Uma viagem de comboio

Há alguns dias atrás voltei a fazer algo que há muito tempo não fazia: andar de comboio. Deve ser do consentimento geral a ideia de que, quando tiramos a carta e temos um carro ao nosso dispor, andar de transportes públicos passa a ser uma solução de último recurso. Já tirei a carta há três anos e depois disso só devo ter andado de comboio mais umas cinco vezes. Sim, número ímpar. Lembro-me nitidamente de estar tão cansada na noite do S. João em 2011, que não tive outra alternativa senão ligar ao meu pai e pedir-lhe em tom ensonado que me fosse buscar “por amor de todos os santos e mais algum”.

Com este interregno, tinha-me esquecido das situações que acontecem dentro de um comboio. Da barulheira infernal que se ouve mesmo quando o comboio vai vazio, da minha incessante vontade de gritar “calem-se”, da minha falta de paciência para esperar que o comboio pare “em todas as estações e apeadeiros excepto Leandro” (o pessoal da linha de Braga e de Guimarães sabe do que estou a falar).

Para começar, odeio a estação de comboios da minha cidade. Fica tão isolada que já só lhe falta uma placa a dizer: “sítio propício a assaltos e violações, venha visitar-nos!”Assim sendo, das duas uma: ou alguém me vai levar à estação com a obrigação de me ir buscar, ou levo o carro até lá. E vocês perguntam: “mas não há casas à volta, civilização?” Há. E também há um rio óptimo onde se podem despejar cadáveres sem que ninguém dê por nada.

Depois de entrar no comboio e arranjar um lugar, começo ouvir os burburinhos. Conversas que não interessam a ninguém e que poderiam ser tidas com uns decibéis a menos. Mas não. Temos a obrigação de assistir a um talk-show da tarde em directo com os mesmos problemas que são retratados na televisão: o namorado deixou-a, ele tem demasiado acne na cara, a cunhada traíu o irmão com o melhor amigo dele. E não há possibilidade de mudarem de canal.

Da minha cidade à primeira estação, parece desenrolar-se uma vida inteira. Deus não quis que aquelas duas cidades estivessem ligadas e então inventou forma daqueles poucos quilómetros parecerem uma viagem a Lisboa no Intercidades. E quando finalmente chegamos lá, adivinhem: ninguém entra e ninguém sai.

A próxima paragem que me chama a atenção fica na Maia. Chama-se “Travagem”. É irónico o comboio ter de parar numa estação com este nome. Mas é útil, não vá o maquinista esquecer-se que tem de parar e uma simples olhadela para a placa da estação resolve logo o imbróglio. De resto não há mais estações engraçadas. Só a de Contumil que, para quem não sabe, é quase como que a estação oficial do Parque Nascente. Saem do comboio de mãos a abanar e voltam cheios de sacos da Primark.
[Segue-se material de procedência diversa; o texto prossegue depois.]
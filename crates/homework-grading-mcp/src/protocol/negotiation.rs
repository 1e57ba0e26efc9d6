//! MCP capability negotiation during initialization.

use crate::types::{
    ClientCapabilities, Implementation, InitializeParams, InitializeResult, McpResult,
    MCP_VERSION,
};

/// Client state recorded by the handshake.
#[derive(Debug, Clone, Default)]
pub struct NegotiatedCapabilities {
    pub client: ClientCapabilities,
    pub client_info: Option<Implementation>,
    pub initialized: bool,
}

impl NegotiatedCapabilities {
    /// Accept any requested protocol version and answer with ours.
    pub fn negotiate(
        &mut self,
        params: InitializeParams,
        server_info: Implementation,
    ) -> McpResult<InitializeResult> {
        if params.protocol_version != MCP_VERSION {
            tracing::warn!(
                "Client requested protocol version {}, server supports {}. Proceeding with server version.",
                params.protocol_version,
                MCP_VERSION
            );
        }

        tracing::info!(
            "Initialized with client: {} v{}",
            params.client_info.name,
            params.client_info.version
        );

        self.client = params.capabilities;
        self.client_info = Some(params.client_info);

        Ok(InitializeResult::for_server(server_info))
    }

    pub fn mark_initialized(&mut self) -> McpResult<()> {
        self.initialized = true;
        tracing::info!("MCP handshake complete");
        Ok(())
    }
}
A viagem acaba em Campanhã ou em São Bento. São sempre as estações onde sai a maior parte do pessoal que me acompanha no comboio. Há quem saia em Campanhã só para apanhar o metro para Trindade. Custa subir os Aliados, caramba. Falo por experiência própria, já fiz ambos os caminhos e ir de metro é bem mais cómodo. Mas a maior parte das vezes que parei em Campanhã foi para ir comer um Kebab. Vida de badocha, lá está.
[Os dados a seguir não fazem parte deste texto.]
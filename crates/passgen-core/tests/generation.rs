use rand::rngs::StdRng;
use rand::SeedableRng;

use passgen_core::random::{Draw, ScriptedSource};
use passgen_core::{
    generate_passphrase, ConfigRule, Exit, GenerationConfig, PassgenError, PassphraseBuilder,
    RngSource, WordCorpus,
};

const SEEDS: u64 = 200;

fn seeded(seed: u64) -> RngSource<StdRng> {
    RngSource::new(StdRng::seed_from_u64(seed))
}

#[test]
fn test_two_words_no_decoration() {
    let corpus = WordCorpus::new(["correct", "horse", "battery", "staple"]).unwrap();
    let config = GenerationConfig::default().with_number_of_words(2);

    for seed in 0..SEEDS {
        let passphrase = generate_passphrase(&corpus, &config, &mut seeded(seed)).unwrap();
        let value = passphrase.as_str();

        assert_eq!(passphrase.words(), 2);
        assert!(value.chars().all(|c| c.is_ascii_lowercase()));
        let split = corpus.iter().any(|first| {
            value
                .strip_prefix(first)
                .is_some_and(|rest| corpus.iter().any(|second| second == rest))
        });
        assert!(split, "{} is not two corpus words", value);
    }
}

#[test]
fn test_length_bounds_hold() {
    let corpus = WordCorpus::embedded();
    let config = GenerationConfig::default()
        .with_min_chars(20)
        .with_max_chars(30)
        .with_symbol_probability(0.3)
        .with_number_probability(0.3)
        .with_uppercase_probability(0.5);
    let builder = PassphraseBuilder::new(&corpus, &config).unwrap();

    for seed in 0..SEEDS {
        let passphrase = builder.generate(&mut seeded(seed)).unwrap();
        assert!(
            (20..=30).contains(&passphrase.len()),
            "seed {}: length {}",
            seed,
            passphrase.len()
        );
    }
}

#[test]
fn test_word_target_is_a_floor_without_min() {
    let corpus = WordCorpus::embedded();
    let config = GenerationConfig::default()
        .with_number_of_words(5)
        .with_wordless_iteration_probability(0.4)
        .with_symbol_probability(0.5);

    for seed in 0..SEEDS {
        let passphrase = generate_passphrase(&corpus, &config, &mut seeded(seed)).unwrap();
        assert!(passphrase.words() >= 5);
        assert_eq!(passphrase.exit(), Exit::MinReached);
    }
}

#[test]
fn test_tight_window_lands_inside() {
    let corpus = WordCorpus::embedded();
    let config = GenerationConfig::default()
        .with_number_of_words(1)
        .with_min_chars(20)
        .with_max_chars(22);

    for seed in 0..SEEDS {
        let passphrase = generate_passphrase(&corpus, &config, &mut seeded(seed)).unwrap();
        assert!(
            (20..=22).contains(&passphrase.len()),
            "seed {}: length {}",
            seed,
            passphrase.len()
        );
    }
}

#[test]
fn test_tight_window_past_min_with_words_short_fails() {
    let corpus = WordCorpus::embedded();
    let config = GenerationConfig::default()
        .with_min_chars(20)
        .with_max_chars(22);
    let builder = PassphraseBuilder::new(&corpus, &config).unwrap();

    let mut failures = 0;
    for seed in 0..1000 {
        match builder.generate(&mut seeded(seed)) {
            Ok(passphrase) => assert!(
                (20..=22).contains(&passphrase.len()),
                "seed {}: length {}",
                seed,
                passphrase.len()
            ),
            // min_chars met before the fourth word leaves a window of at
            // most one character, and no corpus word is that short.
            Err(PassgenError::NoSuitableWord {
                longer_than,
                shorter_than,
            }) => {
                assert!(longer_than <= 0, "seed {}: longer_than {}", seed, longer_than);
                assert_eq!(shorter_than, longer_than + 2);
                failures += 1;
            }
            Err(other) => panic!("seed {}: unexpected error {}", seed, other),
        }
    }
    assert!(failures > 0);
}

#[test]
fn test_graded_corpus_tight_fit_word_in_window() {
    let words: Vec<String> = (1..=12)
        .map(|n| char::from(b'a' + n as u8 - 1).to_string().repeat(n))
        .collect();
    let corpus = WordCorpus::new(&words).unwrap();
    let config = GenerationConfig::default()
        .with_number_of_words(1)
        .with_min_chars(20)
        .with_max_chars(22);

    // Twelve chars of "l" leaves 8 to min, too far for the shortcut; the
    // next word "hhhhhhhh" reaches min exactly.
    let mut rng = ScriptedSource::new([
        Draw::Index(11),
        Draw::Unit(0.0),
        Draw::Unit(0.9),
        Draw::Unit(0.1),
        Draw::Unit(0.9),
        Draw::Unit(0.9),
        Draw::Index(7),
        Draw::Unit(0.0),
        Draw::Unit(0.9),
        Draw::Unit(0.1),
        Draw::Unit(0.9),
        Draw::Unit(0.9),
    ]);
    let passphrase = generate_passphrase(&corpus, &config, &mut rng).unwrap();
    assert_eq!(passphrase.len(), 20);
    assert_eq!(passphrase.exit(), Exit::MinReached);

    // "jjjjjjjjjj" then "eeeee": 15 chars in, 5 to min and 7 to max, so
    // only the six-letter word qualifies for the final slot.
    let mut rng = ScriptedSource::new([
        Draw::Index(9),
        Draw::Unit(0.0),
        Draw::Unit(0.9),
        Draw::Unit(0.1),
        Draw::Unit(0.9),
        Draw::Unit(0.9),
        Draw::Index(4),
        Draw::Unit(0.0),
        Draw::Unit(0.9),
        Draw::Unit(0.1),
        Draw::Unit(0.9),
        Draw::Unit(0.9),
        Draw::Index(0),
        Draw::Unit(0.9),
    ]);
    let passphrase = generate_passphrase(&corpus, &config, &mut rng).unwrap();
    assert_eq!(passphrase.as_str(), "jjjjjjjjjjeeeeeffffff");
    assert_eq!(passphrase.len(), 21);
    assert_eq!(passphrase.exit(), Exit::TightFit);
    assert_eq!(rng.remaining(), 0);
}

#[test]
fn test_uppercase_probability_one_capitalises_every_word() {
    let corpus = WordCorpus::embedded();
    let config = GenerationConfig::default().with_uppercase_probability(1.0);

    for seed in 0..SEEDS {
        let passphrase = generate_passphrase(&corpus, &config, &mut seeded(seed)).unwrap();
        let value = passphrase.as_str();
        let capitals = value.chars().filter(|c| c.is_ascii_uppercase()).count();
        assert_eq!(capitals, passphrase.words());
        assert!(value.starts_with(|c: char| c.is_ascii_uppercase()));
    }
}

#[test]
fn test_uppercase_probability_zero_capitalises_nothing() {
    let corpus = WordCorpus::embedded();
    let config = GenerationConfig::default().with_number_of_words(6);

    for seed in 0..SEEDS {
        let passphrase = generate_passphrase(&corpus, &config, &mut seeded(seed)).unwrap();
        assert!(!passphrase.as_str().chars().any(|c| c.is_uppercase()));
    }
}

#[test]
fn test_mixed_case_wordlist_stays_lowercase_without_capitalisation() {
    let corpus =
        WordCorpus::from_reader("Paris\nparis\nBerlin\nLISBON\nOslo\n".as_bytes()).unwrap();
    assert_eq!(corpus.len(), 4);
    let config = GenerationConfig::default().with_number_of_words(3);

    for seed in 0..SEEDS {
        let passphrase = generate_passphrase(&corpus, &config, &mut seeded(seed)).unwrap();
        assert!(
            passphrase.as_str().chars().all(|c| c.is_ascii_lowercase()),
            "seed {}: {}",
            seed,
            passphrase
        );
    }
}

#[test]
fn test_no_decorations_means_letters_only() {
    let corpus = WordCorpus::embedded();
    let config = GenerationConfig::default()
        .with_uppercase_probability(0.5)
        .with_wordless_iteration_probability(0.5)
        .with_min_chars(24);

    for seed in 0..SEEDS {
        let passphrase = generate_passphrase(&corpus, &config, &mut seeded(seed)).unwrap();
        assert!(passphrase.as_str().chars().all(char::is_alphabetic));
    }
}

#[test]
fn test_decorations_appear_when_certain() {
    let corpus = WordCorpus::embedded();
    let config = GenerationConfig::default()
        .with_number_of_words(3)
        .with_symbol_probability(1.0)
        .with_number_probability(1.0);

    let passphrase = generate_passphrase(&corpus, &config, &mut seeded(9)).unwrap();
    let value = passphrase.as_str();
    let digits = value.chars().filter(|c| c.is_ascii_digit()).count();
    let symbols = value.chars().filter(|c| c.is_ascii_punctuation()).count();
    assert_eq!(digits, 3);
    assert_eq!(symbols, 3);
    assert!(!value.contains('9'));
}

#[test]
fn test_every_invalid_config_fails_before_drawing() {
    let corpus = WordCorpus::embedded();
    let cases = [
        (
            GenerationConfig::default().with_symbol_probability(-0.5),
            "symbol_probability must be between 0 and 1",
        ),
        (
            GenerationConfig::default().with_wordless_iteration_probability(1.0),
            "wordless_iteration_probability must be less than 1",
        ),
        (
            GenerationConfig::default().with_min_chars(0),
            "min_chars must be a positive integer",
        ),
        (
            GenerationConfig::default().with_max_chars(0),
            "max_chars must be a positive integer",
        ),
        (
            GenerationConfig::default().with_number_of_words(-1),
            "number_of_words must be a positive integer",
        ),
        (
            GenerationConfig::default()
                .with_min_chars(12)
                .with_max_chars(11),
            "max_chars cannot be less than min_chars",
        ),
        (
            GenerationConfig::default().with_max_min_gap_threshold(-4),
            "max_min_gap_threshold cannot be negative",
        ),
        (
            GenerationConfig::default().with_short_gap_word_threshold(0),
            "short_gap_word_threshold must be a positive integer",
        ),
    ];

    for (config, message) in cases {
        let mut rng = ScriptedSource::empty();
        let err = generate_passphrase(&corpus, &config, &mut rng).unwrap_err();
        assert!(matches!(err, PassgenError::InvalidConfiguration { .. }));
        assert_eq!(err.to_string(), format!("Invalid configuration: {}", message));
        assert_eq!(rng.taken(), 0);
    }
}

#[test]
fn test_rule_is_exposed() {
    let corpus = WordCorpus::embedded();
    let config = GenerationConfig::default().with_short_gap_word_threshold(-2);
    let err = PassphraseBuilder::new(&corpus, &config).unwrap_err();
    assert_eq!(err.rule(), Some(ConfigRule::ShortGapThresholdNotPositive));
}

#[test]
fn test_shared_corpus_across_threads() {
    let corpus = WordCorpus::embedded();
    let config = GenerationConfig::default();

    let handles: Vec<_> = (0..4)
        .map(|seed| {
            let corpus = corpus.clone();
            let config = config.clone();
            std::thread::spawn(move || {
                generate_passphrase(&corpus, &config, &mut seeded(seed))
                    .map(|passphrase| passphrase.words())
            })
        })
        .collect();

    for handle in handles {
        assert_eq!(handle.join().unwrap().unwrap(), 4);
    }
}

#[test]
fn test_config_from_toml_table_shape() {
    let json = r#"{
        "number_of_words": 3,
        "min_chars": 15,
        "max_chars": 40,
        "uppercase_probability": 0.25
    }"#;
    let config: GenerationConfig = serde_json::from_str(json).unwrap();
    let corpus = WordCorpus::embedded();
    let passphrase = generate_passphrase(&corpus, &config, &mut seeded(1)).unwrap();
    assert!((15..=40).contains(&passphrase.len()));
}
Finalmente o comboio chega a São Bento que é, literalmente, uma luz ao fundo do túnel. E quer seja a primeira vez que se veja a estação, quer seja a milésima, é impossível não se ficar sempre embasbacado a olhar à volta, como se tívessemos voltado atrás no tempo.

Saímos à rua e respira-se Porto. Do lado esquerdo ergue-se a Sé, à direita estendem-se os Aliados e quase no centro, avistamos a altiva Torre dos Clérigos que olha majestosamente a cidade tripeira. Mas o Porto tem muitos cheiros. Ora cheira a castanhas assadas, ora a sardinhas na brasa. Mas também cheira a urina nas casas de banho da estação, nas noites cheias de São João (fiz uma rima em homenagem a essa noite).

Já andei de comboio até diferentes paragens. Já fui ao Oriente, a Braga, a Santa Apolónia e a Guimarães (não fiz nenhuma homenagem à música dos Da Vinci, juro). Mas nada tem mais beleza do que ver nascer o Porto à saída de São Bento.